The Chinamaxxing Connection

The Chinamaxxing trend that hit TikTok and then Fortune last week is, in one reading, the mainstream West catching up to an aesthetic that Shanghainese tailoring has articulated for a hundred years: quiet palette, natural fiber, relaxed silhouette, no logos, the well-made garment worn without fuss. None of that is new. What's new is Gen Z naming it.

So when you order a custom suit from a Hoi An atelier — or a W.W. Chan Kowloon tailor, or any of the remaining Shanghai Red Gang descendants still working — you're not adopting a trend. You're participating in the tradition the trend is belatedly discovering. It's a distinction that matters, because the trend will pass. The craft won't.

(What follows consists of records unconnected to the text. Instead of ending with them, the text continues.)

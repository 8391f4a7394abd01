//! Configuration loading functionality.
//!
//! This module provides the [`ConfigLoader`] type for loading the engine
//! configuration and its reference data from YAML files.

use std::fs;
use std::path::Path;

use tracing::info;

use crate::error::{EngineError, EngineResult};
use crate::models::AdjustmentRule;
use crate::scheduling::HolidayTable;

use super::types::{AdjustmentRulesConfig, EngineConfig, EngineSettings, HolidayFile};

/// Loads and provides access to engine configuration.
///
/// # Directory Structure
///
/// The configuration directory should have the following structure:
/// ```text
/// config/
/// ├── engine.yaml            # Defaults, generation bounds, server settings
/// ├── adjustment_rules.yaml  # Custom adjustment rules per cycle/date type
/// └── holidays/
///     ├── au.yaml            # One file per country
///     └── us.yaml
/// ```
///
/// # Example
///
/// ```no_run
/// use payroll_engine::config::ConfigLoader;
///
/// let loader = ConfigLoader::load("./config")?;
/// println!("Default country: {}", loader.settings().defaults.holiday_country);
/// # Ok::<(), payroll_engine::error::EngineError>(())
/// ```
#[derive(Debug, Clone)]
pub struct ConfigLoader {
    config: EngineConfig,
}

impl ConfigLoader {
    /// Loads configuration from the specified directory.
    ///
    /// Returns an error if any required file is missing or contains invalid
    /// YAML, or if the holidays directory holds no holiday files.
    pub fn load<P: AsRef<Path>>(path: P) -> EngineResult<Self> {
        let path = path.as_ref();

        let settings = Self::load_yaml::<EngineSettings>(&path.join("engine.yaml"))?;
        let rules = Self::load_yaml::<AdjustmentRulesConfig>(&path.join("adjustment_rules.yaml"))?;
        let holidays = Self::load_holidays(&path.join("holidays"))?;

        info!(
            path = %path.display(),
            adjustment_rules = rules.rules.len(),
            holidays = holidays.len(),
            "Loaded engine configuration"
        );

        Ok(Self {
            config: EngineConfig::new(settings, rules.rules, holidays),
        })
    }

    /// Loads and parses a YAML file.
    fn load_yaml<T: serde::de::DeserializeOwned>(path: &Path) -> EngineResult<T> {
        let path_str = path.display().to_string();

        let content = fs::read_to_string(path).map_err(|_| EngineError::ConfigNotFound {
            path: path_str.clone(),
        })?;

        serde_yaml::from_str(&content).map_err(|e| EngineError::ConfigParseError {
            path: path_str,
            message: e.to_string(),
        })
    }

    /// Loads every holiday file from the holidays directory.
    fn load_holidays(holidays_dir: &Path) -> EngineResult<HolidayTable> {
        let dir_str = holidays_dir.display().to_string();

        let entries = fs::read_dir(holidays_dir).map_err(|_| EngineError::ConfigNotFound {
            path: dir_str.clone(),
        })?;

        let mut table = HolidayTable::default();
        let mut files = 0;

        for entry in entries {
            let entry = entry.map_err(|_| EngineError::ConfigNotFound {
                path: dir_str.clone(),
            })?;

            let path = entry.path();
            if path.extension().is_some_and(|ext| ext == "yaml") {
                let file = Self::load_yaml::<HolidayFile>(&path)?;
                for year in &file.years {
                    table.cover_year(&file.country_code, *year);
                }
                for holiday in file.into_holidays() {
                    table.insert(holiday);
                }
                files += 1;
            }
        }

        if files == 0 {
            return Err(EngineError::ConfigNotFound {
                path: format!("{} (no holiday files found)", dir_str),
            });
        }

        Ok(table)
    }

    /// Returns the underlying engine configuration.
    pub fn config(&self) -> &EngineConfig {
        &self.config
    }

    /// Consumes the loader, returning the configuration.
    pub fn into_config(self) -> EngineConfig {
        self.config
    }

    /// Returns the engine settings.
    pub fn settings(&self) -> &EngineSettings {
        self.config.settings()
    }

    /// Returns the stored adjustment rules.
    pub fn adjustment_rules(&self) -> &[AdjustmentRule] {
        self.config.adjustment_rules()
    }
}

What This Means if You're Buying a Suit

Three practical takeaways:

  1. Asian bespoke is not a cheap alternative to Western bespoke. It's a parallel descendant of the same tradition. Savile Row and Shanghai both emerged from the 1920s boom in hand-tailoring; they diverged geographically, not philosophically. The Shanghai line — through Hong Kong, through Hoi An — preserved and refined the same techniques. You're not making a compromise; you're choosing a branch of the lineage.
  2. The Vietnamese workshops that opened in the 1990s-2000s tourist boom are not the tradition. A lot of what visitors to Hoi An see in "three-hour suit" shops is fast volume, not craft. The real tradition sits in the older ateliers — usually second- or third-generation family shops — that take weeks, not hours, and that inherit directly from the Chinese merchant / Shanghainese diaspora line. Ask a tailor who their master was and how long they apprenticed. If they can answer in detail, you're in the right shop.
  3. The heritage is the quality control. A pattern book that's been refined over three generations is a research corpus you can't replicate with a CAD system. Fit problems that took fifty years to solve have already been solved; you're buying access to that accumulated knowledge. That's the actual value of craft heritage — not nostalgia, but compounded correctness.

The Workshop, Now

Nathan Tailors operates out of 127 Tran Hung Dao Street in Hoi An's Old Town, about a hundred metres from the Cantonese Assembly Hall our Chinese-merchant forebears built in 1885. Our head cutter trained under a Saigon-based master who'd himself apprenticed under a Shanghainese tailor in the 1960s; the pattern-book we work from has been revised three times across that span.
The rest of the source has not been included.